- Assigned task
From the material below, copy each line that holds the word "json".

*** Opening Source information ***

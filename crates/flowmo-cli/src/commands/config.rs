use clap::Subcommand;
use flowmo_core::Config;

#[derive(Subcommand)]
pub enum ConfigAction {
    /// Get a config value
    Get {
        /// Config key (e.g. "timer.tick_interval_ms", "logging.level")
        key: String,
    },
    /// Set a config value
    Set {
        /// Config key
        key: String,
        /// New value
        value: String,
    },
    /// List all config values
    List,
    /// Reset config to defaults
    Reset,
}

pub fn run(action: ConfigAction) -> Result<(), Box<dyn std::error::Error>> {
    match action {
        ConfigAction::Get { key } => {
            let config = Config::load()?;
            match config.get(&key) {
                Some(value) => println!("{value}"),
                None => return Err(format!("unknown key: {key}").into()),
            }
        }
        ConfigAction::Set { key, value } => {
            let mut config = Config::load()?;
            config.set(&key, &value)?;
            config.save()?;
            println!("ok");
        }
        ConfigAction::List => {
            let config = Config::load()?;
            let json = serde_json::to_string_pretty(&config)?;
            println!("{json}");
        }
        ConfigAction::Reset => {
            let config = Config::default();
            config.save()?;
            println!("config reset to defaults");
        }
    }
    Ok(())
}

*** Closing Source information ***

- Solved problem
            let json = serde_json::to_string_pretty(&config)?;
            println!("{json}");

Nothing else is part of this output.